▶ **YOUR TASK**
Each entry listed below should be reproduced word for word.

▶ **RECORDS SUPPLIED**
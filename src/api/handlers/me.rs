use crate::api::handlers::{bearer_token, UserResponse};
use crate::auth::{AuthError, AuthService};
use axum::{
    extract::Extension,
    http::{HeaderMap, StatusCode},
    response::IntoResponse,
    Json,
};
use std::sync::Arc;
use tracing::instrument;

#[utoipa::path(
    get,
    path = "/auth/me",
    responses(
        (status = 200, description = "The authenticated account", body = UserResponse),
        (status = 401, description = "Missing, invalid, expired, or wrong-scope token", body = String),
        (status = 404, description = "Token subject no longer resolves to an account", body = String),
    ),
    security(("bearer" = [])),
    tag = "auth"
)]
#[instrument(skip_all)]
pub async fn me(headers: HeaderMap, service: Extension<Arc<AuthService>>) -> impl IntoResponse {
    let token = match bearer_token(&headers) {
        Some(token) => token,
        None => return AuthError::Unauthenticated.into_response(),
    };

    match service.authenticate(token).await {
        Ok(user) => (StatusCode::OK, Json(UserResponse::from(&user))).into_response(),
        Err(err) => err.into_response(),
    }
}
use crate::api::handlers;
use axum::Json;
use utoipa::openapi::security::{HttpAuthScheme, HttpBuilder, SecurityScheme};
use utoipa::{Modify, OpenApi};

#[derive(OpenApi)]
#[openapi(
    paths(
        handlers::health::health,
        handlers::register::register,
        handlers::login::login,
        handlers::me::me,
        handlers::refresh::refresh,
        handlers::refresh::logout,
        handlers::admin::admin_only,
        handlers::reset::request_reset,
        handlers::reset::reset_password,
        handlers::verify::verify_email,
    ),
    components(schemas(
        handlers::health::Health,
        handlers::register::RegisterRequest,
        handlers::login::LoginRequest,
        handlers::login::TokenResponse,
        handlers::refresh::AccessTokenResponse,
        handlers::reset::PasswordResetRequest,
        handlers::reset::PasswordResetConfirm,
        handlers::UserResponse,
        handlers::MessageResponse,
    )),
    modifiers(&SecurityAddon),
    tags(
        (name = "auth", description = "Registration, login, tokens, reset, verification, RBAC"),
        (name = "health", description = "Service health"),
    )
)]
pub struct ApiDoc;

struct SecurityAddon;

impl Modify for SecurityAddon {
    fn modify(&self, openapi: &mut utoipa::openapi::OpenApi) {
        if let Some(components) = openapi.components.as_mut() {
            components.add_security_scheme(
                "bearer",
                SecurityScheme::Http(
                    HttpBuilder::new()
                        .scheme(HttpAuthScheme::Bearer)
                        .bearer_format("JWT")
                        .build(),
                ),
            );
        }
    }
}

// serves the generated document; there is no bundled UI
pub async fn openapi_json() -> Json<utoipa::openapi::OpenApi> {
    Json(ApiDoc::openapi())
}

▶ **RESULT FOR THIS EXERCISE**
filename src/api/handlers/me.rs
use crate::api::handlers::{bearer_token, UserResponse};
use crate::auth::{AuthError, AuthService};
use axum::{
    extract::Extension,
    http::{HeaderMap, StatusCode},
    response::IntoResponse,
    Json,
};
use std::sync::Arc;
use tracing::instrument;

#[utoipa::path(
    get,
    path = "/auth/me",
    responses(
        (status = 200, description = "The authenticated account", body = UserResponse),
        (status = 401, description = "Missing, invalid, expired, or wrong-scope token", body = String),
        (status = 404, description = "Token subject no longer resolves to an account", body = String),
    ),
    security(("bearer" = [])),
    tag = "auth"
)]
#[instrument(skip_all)]
pub async fn me(headers: HeaderMap, service: Extension<Arc<AuthService>>) -> impl IntoResponse {
    let token = match bearer_token(&headers) {
        Some(token) => token,
        None => return AuthError::Unauthenticated.into_response(),
    };

    match service.authenticate(token).await {
        Ok(user) => (StatusCode::OK, Json(UserResponse::from(&user))).into_response(),
        Err(err) => err.into_response(),
    }
}
use crate::api::handlers;
use axum::Json;
use utoipa::openapi::security::{HttpAuthScheme, HttpBuilder, SecurityScheme};
use utoipa::{Modify, OpenApi};

#[derive(OpenApi)]
#[openapi(
    paths(
        handlers::health::health,
        handlers::register::register,
        handlers::login::login,
        handlers::me::me,
        handlers::refresh::refresh,
        handlers::refresh::logout,
        handlers::admin::admin_only,
        handlers::reset::request_reset,
        handlers::reset::reset_password,
        handlers::verify::verify_email,
    ),
    components(schemas(
        handlers::health::Health,
        handlers::register::RegisterRequest,
        handlers::login::LoginRequest,
        handlers::login::TokenResponse,
        handlers::refresh::AccessTokenResponse,
        handlers::reset::PasswordResetRequest,
        handlers::reset::PasswordResetConfirm,
        handlers::UserResponse,
        handlers::MessageResponse,
    )),
    modifiers(&SecurityAddon),
    tags(
        (name = "auth", description = "Registration, login, tokens, reset, verification, RBAC"),
        (name = "health", description = "Service health"),
    )
)]
pub struct ApiDoc;

struct SecurityAddon;

impl Modify for SecurityAddon {
    fn modify(&self, openapi: &mut utoipa::openapi::OpenApi) {
        if let Some(components) = openapi.components.as_mut() {
            components.add_security_scheme(
                "bearer",
                SecurityScheme::Http(
                    HttpBuilder::new()
                        .scheme(HttpAuthScheme::Bearer)
                        .bearer_format("JWT")
                        .build(),
                ),
            );
        }
    }
}

// serves the generated document; there is no bundled UI
pub async fn openapi_json() -> Json<utoipa::openapi::OpenApi> {
    Json(ApiDoc::openapi())
}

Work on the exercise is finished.